> **YOUR GOAL**
Only lines containing the string "numeric" belong in the answer; find them in the records and copy them.

Stored entries:
++++++
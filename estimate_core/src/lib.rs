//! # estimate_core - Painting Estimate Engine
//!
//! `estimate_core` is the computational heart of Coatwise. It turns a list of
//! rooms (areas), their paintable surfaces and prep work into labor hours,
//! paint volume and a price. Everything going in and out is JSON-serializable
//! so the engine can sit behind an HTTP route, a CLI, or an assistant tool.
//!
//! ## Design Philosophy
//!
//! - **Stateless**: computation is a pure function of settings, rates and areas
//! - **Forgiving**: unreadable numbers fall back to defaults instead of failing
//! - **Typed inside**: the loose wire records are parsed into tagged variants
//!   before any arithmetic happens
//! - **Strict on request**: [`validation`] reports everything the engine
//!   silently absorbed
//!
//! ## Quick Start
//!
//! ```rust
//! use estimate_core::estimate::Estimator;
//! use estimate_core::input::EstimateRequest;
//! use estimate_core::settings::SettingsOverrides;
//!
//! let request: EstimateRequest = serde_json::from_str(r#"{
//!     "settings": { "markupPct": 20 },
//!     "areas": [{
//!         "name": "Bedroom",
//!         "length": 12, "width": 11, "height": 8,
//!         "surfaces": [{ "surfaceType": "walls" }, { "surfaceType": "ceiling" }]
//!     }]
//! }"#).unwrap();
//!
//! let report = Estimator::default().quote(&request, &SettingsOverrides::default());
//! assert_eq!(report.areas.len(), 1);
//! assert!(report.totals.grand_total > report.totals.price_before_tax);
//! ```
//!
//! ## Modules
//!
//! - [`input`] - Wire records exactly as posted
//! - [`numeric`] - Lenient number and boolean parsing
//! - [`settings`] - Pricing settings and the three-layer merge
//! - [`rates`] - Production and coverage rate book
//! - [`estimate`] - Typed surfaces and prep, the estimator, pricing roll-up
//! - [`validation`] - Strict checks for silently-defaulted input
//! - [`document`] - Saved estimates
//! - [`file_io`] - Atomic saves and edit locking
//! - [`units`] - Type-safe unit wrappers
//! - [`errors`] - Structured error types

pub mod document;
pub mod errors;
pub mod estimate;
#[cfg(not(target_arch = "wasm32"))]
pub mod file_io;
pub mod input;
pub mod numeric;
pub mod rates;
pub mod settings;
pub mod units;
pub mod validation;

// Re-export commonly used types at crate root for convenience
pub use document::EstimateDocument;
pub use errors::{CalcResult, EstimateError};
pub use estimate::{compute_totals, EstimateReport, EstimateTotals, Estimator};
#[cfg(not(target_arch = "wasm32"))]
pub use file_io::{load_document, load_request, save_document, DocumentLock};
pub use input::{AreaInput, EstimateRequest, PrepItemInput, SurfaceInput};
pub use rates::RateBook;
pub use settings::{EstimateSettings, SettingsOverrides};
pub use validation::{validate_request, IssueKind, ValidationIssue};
++++++
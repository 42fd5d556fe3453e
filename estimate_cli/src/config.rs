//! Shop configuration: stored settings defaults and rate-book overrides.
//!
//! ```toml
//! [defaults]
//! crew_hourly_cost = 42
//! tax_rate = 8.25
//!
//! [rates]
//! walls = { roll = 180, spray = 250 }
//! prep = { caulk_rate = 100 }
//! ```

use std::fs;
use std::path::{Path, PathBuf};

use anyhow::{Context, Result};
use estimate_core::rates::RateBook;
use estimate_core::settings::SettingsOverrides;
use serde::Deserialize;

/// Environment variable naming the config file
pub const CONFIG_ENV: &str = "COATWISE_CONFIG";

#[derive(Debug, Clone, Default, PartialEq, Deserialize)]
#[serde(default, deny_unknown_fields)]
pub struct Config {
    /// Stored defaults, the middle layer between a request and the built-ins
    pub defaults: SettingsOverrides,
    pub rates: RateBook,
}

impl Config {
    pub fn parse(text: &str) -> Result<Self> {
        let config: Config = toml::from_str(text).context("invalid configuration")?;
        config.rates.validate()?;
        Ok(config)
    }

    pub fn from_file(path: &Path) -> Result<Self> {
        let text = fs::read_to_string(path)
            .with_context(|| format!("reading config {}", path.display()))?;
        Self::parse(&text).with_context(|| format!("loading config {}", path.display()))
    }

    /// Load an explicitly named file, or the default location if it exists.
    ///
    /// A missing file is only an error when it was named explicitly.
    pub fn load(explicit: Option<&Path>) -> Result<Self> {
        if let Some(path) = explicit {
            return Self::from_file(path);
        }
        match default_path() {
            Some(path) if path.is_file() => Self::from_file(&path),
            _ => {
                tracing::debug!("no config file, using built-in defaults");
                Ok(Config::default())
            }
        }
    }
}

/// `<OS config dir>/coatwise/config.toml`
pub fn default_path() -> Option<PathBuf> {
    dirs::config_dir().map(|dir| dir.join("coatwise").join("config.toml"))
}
++++++
> **OUTPUT OF THE TASK**
//! - [`numeric`] - Lenient number and boolean parsing
pub mod numeric;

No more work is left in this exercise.